◆ Exercise: The answer must consist of every line in the records that contains the word "HtmlButtonElement".

◇ ◇ ◇ ◇

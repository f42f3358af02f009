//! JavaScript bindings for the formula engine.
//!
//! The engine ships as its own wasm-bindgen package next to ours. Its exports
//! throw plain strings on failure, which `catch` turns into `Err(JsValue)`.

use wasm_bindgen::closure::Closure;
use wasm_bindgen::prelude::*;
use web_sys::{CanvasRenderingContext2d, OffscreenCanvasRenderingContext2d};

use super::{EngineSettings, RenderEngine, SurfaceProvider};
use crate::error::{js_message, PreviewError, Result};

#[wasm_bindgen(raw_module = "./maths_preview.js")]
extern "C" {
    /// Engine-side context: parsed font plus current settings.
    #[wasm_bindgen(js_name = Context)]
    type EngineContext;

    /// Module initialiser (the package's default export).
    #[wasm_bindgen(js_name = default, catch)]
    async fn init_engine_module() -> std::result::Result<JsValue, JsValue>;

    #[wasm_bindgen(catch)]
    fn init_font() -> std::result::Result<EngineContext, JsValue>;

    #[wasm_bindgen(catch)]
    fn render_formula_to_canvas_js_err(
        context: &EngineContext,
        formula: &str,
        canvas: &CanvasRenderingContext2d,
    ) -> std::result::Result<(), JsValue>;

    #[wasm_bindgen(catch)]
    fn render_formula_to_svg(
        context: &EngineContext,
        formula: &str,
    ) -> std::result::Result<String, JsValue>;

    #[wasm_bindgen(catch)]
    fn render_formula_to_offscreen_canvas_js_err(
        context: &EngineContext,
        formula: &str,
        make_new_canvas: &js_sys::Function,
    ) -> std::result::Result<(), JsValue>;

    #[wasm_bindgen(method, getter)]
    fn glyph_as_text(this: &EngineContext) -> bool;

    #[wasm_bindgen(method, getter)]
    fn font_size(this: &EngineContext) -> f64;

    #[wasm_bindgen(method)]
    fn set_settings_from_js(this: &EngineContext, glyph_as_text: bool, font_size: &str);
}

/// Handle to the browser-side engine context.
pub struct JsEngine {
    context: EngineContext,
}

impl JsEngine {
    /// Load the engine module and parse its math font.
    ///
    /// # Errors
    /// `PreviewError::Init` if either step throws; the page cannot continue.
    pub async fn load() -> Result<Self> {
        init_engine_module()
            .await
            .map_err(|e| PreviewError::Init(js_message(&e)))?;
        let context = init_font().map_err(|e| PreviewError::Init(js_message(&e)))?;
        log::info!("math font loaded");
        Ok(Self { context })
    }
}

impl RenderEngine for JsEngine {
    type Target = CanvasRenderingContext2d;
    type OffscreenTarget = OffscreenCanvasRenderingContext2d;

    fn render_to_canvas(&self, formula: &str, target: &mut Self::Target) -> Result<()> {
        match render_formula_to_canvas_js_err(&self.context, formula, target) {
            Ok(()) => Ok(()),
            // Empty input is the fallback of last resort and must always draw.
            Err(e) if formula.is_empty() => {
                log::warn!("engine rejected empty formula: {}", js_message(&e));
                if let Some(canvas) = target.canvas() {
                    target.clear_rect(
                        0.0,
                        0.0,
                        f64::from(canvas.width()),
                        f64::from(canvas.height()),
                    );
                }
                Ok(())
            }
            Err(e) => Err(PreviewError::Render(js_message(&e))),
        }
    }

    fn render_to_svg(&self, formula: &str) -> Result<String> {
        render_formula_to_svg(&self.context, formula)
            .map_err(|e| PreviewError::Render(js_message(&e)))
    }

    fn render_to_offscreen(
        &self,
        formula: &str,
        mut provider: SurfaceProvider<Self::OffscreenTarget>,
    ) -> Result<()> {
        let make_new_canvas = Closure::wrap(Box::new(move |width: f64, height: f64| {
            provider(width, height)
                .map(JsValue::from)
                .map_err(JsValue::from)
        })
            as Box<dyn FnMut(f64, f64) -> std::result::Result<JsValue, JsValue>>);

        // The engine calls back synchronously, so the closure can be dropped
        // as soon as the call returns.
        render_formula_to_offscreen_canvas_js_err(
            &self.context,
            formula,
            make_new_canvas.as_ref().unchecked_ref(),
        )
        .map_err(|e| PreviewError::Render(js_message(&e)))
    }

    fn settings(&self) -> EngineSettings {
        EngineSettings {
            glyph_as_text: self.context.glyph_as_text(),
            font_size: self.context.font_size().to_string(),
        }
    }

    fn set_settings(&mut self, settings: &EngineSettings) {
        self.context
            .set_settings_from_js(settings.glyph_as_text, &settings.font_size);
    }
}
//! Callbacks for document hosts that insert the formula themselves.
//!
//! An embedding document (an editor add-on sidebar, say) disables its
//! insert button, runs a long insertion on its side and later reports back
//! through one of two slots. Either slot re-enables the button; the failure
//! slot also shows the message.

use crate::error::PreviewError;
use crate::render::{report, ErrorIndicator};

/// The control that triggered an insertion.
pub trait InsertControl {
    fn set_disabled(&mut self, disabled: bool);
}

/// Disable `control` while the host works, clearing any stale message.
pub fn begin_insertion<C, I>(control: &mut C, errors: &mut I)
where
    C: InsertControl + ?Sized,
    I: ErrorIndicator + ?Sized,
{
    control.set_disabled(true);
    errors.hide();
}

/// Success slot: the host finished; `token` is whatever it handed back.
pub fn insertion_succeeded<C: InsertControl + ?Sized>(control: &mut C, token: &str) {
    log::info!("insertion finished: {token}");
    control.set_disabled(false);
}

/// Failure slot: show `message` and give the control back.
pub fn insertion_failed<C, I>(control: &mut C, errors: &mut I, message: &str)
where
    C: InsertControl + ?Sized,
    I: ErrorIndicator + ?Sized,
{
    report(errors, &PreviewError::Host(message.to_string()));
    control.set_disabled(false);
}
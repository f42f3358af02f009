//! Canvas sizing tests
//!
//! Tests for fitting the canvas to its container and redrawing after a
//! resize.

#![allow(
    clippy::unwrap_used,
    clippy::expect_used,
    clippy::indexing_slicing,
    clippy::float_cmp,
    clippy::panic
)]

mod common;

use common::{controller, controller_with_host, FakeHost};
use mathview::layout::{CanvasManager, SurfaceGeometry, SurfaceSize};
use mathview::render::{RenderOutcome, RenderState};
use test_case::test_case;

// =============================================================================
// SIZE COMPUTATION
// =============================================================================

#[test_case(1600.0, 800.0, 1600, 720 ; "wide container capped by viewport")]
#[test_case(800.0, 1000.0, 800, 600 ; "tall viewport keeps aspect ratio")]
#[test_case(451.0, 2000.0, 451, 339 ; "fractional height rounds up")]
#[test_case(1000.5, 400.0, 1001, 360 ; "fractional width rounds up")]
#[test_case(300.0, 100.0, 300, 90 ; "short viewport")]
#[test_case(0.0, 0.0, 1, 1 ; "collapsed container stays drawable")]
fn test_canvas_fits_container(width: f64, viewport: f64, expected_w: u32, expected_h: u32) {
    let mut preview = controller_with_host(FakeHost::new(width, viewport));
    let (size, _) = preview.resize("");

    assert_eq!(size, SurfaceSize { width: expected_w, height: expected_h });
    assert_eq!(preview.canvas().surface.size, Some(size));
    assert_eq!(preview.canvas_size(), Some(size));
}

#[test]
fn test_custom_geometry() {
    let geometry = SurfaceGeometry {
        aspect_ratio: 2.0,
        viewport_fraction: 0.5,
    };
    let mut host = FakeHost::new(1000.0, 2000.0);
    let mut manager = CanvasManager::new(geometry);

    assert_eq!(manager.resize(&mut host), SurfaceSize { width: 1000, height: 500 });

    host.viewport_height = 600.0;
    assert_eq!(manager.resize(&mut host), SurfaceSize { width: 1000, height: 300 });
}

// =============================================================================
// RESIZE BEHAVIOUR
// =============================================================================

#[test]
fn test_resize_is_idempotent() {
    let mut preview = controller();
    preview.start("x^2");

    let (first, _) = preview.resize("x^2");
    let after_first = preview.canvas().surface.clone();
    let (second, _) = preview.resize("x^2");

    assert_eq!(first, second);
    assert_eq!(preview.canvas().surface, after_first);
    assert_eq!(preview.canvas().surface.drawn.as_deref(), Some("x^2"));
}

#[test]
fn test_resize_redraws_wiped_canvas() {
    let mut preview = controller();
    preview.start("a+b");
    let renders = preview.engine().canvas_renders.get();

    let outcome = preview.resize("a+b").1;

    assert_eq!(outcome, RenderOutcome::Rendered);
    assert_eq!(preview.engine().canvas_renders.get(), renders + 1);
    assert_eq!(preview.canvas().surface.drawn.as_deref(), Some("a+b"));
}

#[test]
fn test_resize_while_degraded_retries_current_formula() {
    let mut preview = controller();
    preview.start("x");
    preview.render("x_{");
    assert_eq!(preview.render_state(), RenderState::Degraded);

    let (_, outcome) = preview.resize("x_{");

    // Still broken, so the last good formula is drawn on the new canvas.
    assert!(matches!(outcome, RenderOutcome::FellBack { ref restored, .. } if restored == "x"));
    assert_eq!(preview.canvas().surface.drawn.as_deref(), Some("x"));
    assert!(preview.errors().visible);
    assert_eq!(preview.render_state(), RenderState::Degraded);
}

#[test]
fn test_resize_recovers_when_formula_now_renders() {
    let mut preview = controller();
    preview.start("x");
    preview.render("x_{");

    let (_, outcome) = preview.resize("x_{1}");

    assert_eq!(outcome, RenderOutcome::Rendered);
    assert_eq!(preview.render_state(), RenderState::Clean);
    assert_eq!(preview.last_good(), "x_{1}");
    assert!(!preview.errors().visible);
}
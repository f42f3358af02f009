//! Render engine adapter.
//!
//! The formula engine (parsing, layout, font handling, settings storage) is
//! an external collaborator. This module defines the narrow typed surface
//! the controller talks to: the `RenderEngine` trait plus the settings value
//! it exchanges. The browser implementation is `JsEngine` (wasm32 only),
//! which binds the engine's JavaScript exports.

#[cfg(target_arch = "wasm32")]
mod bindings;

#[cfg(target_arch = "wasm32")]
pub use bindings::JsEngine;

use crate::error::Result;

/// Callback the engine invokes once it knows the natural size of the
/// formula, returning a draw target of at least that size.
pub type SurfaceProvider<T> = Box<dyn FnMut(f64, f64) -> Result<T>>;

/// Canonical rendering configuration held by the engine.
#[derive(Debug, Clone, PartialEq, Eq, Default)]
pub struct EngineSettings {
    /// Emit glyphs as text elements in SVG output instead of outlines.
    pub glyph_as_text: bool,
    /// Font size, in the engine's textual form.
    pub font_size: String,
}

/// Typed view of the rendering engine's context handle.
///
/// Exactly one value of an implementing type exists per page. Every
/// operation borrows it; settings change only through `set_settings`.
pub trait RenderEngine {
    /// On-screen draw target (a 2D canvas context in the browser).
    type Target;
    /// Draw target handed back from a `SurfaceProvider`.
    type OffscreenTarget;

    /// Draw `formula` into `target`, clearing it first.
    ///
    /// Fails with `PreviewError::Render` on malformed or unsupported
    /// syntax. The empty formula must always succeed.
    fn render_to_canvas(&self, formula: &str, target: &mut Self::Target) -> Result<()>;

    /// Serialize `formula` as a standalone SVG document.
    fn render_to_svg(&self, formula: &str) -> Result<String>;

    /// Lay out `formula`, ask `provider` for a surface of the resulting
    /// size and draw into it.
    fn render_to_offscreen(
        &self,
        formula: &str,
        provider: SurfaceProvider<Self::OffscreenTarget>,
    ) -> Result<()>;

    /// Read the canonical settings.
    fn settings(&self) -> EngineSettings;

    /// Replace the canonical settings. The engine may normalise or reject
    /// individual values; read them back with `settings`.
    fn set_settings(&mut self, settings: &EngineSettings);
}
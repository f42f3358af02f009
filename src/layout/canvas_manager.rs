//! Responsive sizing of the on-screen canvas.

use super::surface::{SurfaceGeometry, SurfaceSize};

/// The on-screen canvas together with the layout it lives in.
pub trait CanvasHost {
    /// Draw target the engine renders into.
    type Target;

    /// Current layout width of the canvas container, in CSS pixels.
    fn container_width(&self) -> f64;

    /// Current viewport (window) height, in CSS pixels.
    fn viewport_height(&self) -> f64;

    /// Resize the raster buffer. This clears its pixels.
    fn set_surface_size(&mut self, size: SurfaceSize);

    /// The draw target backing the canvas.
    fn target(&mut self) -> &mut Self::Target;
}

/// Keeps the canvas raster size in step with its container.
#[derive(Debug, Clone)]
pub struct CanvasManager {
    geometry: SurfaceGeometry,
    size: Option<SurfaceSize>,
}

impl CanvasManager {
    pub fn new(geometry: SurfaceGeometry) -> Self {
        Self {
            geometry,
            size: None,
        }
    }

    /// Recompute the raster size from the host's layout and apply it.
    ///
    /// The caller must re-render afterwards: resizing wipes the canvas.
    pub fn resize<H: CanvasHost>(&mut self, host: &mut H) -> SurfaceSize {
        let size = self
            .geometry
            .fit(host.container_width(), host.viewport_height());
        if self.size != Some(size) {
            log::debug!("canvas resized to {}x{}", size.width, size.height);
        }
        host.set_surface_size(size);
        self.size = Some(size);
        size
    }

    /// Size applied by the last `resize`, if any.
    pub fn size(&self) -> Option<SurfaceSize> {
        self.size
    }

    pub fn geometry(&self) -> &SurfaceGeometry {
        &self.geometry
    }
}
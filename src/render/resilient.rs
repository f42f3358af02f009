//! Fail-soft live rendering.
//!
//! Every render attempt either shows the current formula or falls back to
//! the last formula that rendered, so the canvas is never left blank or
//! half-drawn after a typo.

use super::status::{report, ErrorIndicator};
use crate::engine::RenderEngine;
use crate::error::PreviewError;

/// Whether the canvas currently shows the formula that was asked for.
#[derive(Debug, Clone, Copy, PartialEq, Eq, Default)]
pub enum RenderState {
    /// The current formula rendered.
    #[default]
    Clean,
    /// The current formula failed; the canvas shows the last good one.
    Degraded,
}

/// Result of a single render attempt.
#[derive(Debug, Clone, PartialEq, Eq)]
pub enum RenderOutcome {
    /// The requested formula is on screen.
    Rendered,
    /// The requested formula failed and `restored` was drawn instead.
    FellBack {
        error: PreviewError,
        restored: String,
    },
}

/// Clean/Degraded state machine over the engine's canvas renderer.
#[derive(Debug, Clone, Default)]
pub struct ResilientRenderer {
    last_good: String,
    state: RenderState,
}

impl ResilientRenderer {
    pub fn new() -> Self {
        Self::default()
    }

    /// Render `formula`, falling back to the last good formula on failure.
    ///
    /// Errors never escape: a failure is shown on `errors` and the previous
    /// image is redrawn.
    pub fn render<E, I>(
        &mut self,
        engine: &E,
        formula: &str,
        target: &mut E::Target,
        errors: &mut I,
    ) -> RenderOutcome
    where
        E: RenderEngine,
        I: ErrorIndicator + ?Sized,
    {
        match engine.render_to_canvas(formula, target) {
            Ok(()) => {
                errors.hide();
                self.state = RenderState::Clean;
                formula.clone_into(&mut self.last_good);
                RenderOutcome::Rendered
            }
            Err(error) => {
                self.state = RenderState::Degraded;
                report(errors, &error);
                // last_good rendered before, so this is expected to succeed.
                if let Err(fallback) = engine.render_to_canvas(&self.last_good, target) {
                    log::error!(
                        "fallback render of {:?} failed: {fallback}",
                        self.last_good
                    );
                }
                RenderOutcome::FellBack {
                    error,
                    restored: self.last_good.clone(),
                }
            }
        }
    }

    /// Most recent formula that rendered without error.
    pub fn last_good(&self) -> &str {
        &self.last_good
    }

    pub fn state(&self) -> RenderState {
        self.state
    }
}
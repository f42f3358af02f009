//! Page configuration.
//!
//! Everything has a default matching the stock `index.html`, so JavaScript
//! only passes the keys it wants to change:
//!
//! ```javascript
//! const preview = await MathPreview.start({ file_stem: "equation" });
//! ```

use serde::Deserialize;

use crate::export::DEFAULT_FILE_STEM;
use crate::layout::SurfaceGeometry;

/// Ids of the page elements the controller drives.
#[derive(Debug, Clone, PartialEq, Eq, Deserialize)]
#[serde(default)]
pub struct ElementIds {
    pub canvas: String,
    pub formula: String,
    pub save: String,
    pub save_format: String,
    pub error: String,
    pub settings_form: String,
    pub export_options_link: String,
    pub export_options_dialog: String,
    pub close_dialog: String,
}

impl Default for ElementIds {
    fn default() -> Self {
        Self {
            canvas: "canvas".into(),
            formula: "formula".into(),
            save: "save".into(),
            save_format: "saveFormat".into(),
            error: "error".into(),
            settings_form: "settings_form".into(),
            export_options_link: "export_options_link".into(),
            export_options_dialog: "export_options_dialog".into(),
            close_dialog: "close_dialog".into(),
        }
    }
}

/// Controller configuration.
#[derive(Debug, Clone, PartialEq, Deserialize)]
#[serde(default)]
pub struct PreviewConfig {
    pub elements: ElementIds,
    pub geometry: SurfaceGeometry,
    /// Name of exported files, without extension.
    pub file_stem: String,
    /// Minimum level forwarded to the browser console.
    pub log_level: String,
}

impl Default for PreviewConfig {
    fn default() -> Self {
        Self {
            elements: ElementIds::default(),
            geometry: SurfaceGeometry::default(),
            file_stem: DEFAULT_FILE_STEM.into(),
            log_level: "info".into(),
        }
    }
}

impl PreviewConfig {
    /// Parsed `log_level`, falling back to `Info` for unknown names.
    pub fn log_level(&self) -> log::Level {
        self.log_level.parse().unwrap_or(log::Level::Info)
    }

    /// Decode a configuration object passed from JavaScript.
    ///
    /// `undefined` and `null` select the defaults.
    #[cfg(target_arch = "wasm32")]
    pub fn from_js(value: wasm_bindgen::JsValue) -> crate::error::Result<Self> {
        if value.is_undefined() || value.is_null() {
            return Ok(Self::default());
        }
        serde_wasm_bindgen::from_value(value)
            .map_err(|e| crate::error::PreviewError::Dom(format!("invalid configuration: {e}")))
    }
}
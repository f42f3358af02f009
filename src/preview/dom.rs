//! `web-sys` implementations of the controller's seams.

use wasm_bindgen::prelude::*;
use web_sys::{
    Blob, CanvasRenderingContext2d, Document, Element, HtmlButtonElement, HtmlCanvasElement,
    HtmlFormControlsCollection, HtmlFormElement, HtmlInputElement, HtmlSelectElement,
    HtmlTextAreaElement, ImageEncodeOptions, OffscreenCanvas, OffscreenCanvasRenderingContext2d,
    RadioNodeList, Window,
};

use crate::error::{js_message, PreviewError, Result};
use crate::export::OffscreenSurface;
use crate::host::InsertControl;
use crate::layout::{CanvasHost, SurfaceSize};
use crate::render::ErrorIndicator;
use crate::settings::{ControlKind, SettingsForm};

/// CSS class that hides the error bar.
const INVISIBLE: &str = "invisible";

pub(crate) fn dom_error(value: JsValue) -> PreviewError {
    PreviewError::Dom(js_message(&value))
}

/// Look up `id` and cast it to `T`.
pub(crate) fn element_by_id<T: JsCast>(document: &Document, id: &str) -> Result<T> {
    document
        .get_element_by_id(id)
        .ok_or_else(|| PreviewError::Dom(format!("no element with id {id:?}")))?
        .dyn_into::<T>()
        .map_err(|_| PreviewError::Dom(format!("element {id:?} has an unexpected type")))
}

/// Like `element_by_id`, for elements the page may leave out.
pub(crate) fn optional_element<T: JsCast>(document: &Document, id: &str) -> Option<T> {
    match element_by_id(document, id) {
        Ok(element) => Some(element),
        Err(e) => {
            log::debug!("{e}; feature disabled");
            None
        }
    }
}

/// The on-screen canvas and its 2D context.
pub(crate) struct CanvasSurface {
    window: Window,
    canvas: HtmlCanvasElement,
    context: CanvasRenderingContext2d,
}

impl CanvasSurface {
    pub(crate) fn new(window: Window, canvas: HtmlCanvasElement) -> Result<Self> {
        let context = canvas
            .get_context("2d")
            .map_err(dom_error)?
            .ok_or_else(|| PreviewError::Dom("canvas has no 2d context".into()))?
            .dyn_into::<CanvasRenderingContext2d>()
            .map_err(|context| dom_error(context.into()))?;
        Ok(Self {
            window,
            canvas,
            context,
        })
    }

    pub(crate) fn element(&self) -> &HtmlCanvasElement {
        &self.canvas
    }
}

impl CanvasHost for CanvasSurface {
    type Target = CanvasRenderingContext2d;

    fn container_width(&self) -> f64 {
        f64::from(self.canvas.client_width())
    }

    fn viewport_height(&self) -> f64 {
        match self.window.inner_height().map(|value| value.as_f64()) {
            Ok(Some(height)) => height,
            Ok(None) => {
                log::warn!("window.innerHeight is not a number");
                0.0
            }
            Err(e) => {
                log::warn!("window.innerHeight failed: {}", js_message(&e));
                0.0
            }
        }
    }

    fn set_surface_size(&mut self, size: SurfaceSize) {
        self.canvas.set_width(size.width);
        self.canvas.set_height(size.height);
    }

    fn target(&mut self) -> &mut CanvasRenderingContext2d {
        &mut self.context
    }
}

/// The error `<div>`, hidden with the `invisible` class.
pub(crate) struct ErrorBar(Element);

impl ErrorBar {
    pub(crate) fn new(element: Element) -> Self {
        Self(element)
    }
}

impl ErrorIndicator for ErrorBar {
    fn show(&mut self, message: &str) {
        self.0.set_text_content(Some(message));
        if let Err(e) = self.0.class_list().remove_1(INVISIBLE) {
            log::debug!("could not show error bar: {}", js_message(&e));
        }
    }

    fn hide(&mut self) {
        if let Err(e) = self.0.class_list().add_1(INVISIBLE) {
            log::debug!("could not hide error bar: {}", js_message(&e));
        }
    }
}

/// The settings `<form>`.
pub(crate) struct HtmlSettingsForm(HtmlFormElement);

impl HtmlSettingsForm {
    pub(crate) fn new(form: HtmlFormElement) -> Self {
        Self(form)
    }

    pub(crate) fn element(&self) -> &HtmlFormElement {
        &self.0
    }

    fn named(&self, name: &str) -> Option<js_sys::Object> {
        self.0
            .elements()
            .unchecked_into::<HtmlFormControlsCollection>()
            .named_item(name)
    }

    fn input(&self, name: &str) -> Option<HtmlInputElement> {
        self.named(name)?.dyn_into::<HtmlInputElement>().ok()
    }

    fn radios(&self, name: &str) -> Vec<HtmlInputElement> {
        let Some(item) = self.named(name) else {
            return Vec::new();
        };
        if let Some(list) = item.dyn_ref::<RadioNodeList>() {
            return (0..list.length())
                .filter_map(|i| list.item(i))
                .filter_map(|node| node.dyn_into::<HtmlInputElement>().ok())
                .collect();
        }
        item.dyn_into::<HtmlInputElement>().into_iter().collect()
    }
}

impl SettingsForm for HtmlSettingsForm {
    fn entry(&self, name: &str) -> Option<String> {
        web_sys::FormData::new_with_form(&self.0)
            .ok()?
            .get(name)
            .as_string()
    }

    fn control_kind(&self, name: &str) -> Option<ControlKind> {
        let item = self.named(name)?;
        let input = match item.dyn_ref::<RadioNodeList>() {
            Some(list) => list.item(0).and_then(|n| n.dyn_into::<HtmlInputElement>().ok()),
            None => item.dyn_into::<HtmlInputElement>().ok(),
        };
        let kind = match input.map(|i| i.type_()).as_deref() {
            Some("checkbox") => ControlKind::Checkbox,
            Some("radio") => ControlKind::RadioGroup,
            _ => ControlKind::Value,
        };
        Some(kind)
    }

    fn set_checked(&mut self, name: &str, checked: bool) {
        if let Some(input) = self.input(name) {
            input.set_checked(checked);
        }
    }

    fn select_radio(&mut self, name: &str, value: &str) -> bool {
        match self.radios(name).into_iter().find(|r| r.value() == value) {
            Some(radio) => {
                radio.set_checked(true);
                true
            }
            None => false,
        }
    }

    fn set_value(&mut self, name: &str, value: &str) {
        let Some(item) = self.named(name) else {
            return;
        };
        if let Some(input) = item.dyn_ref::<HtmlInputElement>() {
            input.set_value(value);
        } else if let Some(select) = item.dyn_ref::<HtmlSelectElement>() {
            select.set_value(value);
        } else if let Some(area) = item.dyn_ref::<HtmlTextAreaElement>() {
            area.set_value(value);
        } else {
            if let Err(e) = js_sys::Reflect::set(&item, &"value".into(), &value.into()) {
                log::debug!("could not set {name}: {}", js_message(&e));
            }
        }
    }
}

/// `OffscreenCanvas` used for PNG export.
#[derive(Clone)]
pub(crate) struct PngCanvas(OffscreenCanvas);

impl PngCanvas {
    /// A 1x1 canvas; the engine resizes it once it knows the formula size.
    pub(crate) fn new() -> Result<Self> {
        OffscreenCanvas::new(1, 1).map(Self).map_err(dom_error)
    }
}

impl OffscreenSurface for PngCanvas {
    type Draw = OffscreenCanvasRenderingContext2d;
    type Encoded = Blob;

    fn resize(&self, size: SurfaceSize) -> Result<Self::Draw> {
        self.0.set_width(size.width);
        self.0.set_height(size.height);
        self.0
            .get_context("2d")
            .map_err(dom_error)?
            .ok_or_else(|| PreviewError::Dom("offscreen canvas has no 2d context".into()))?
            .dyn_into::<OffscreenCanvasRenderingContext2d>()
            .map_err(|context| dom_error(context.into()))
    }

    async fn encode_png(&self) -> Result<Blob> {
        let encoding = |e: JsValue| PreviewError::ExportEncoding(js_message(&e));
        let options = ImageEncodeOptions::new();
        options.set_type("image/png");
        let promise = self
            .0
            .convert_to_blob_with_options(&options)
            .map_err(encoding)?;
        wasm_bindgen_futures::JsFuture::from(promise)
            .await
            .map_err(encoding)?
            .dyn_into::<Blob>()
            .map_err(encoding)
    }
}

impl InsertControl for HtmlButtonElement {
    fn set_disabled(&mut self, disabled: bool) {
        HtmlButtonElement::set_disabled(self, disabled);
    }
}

◇ ◇ ◇ ◇

◆ Answer for the task:
    Blob, CanvasRenderingContext2d, Document, Element, HtmlButtonElement, HtmlCanvasElement,
impl InsertControl for HtmlButtonElement {
        HtmlButtonElement::set_disabled(self, disabled);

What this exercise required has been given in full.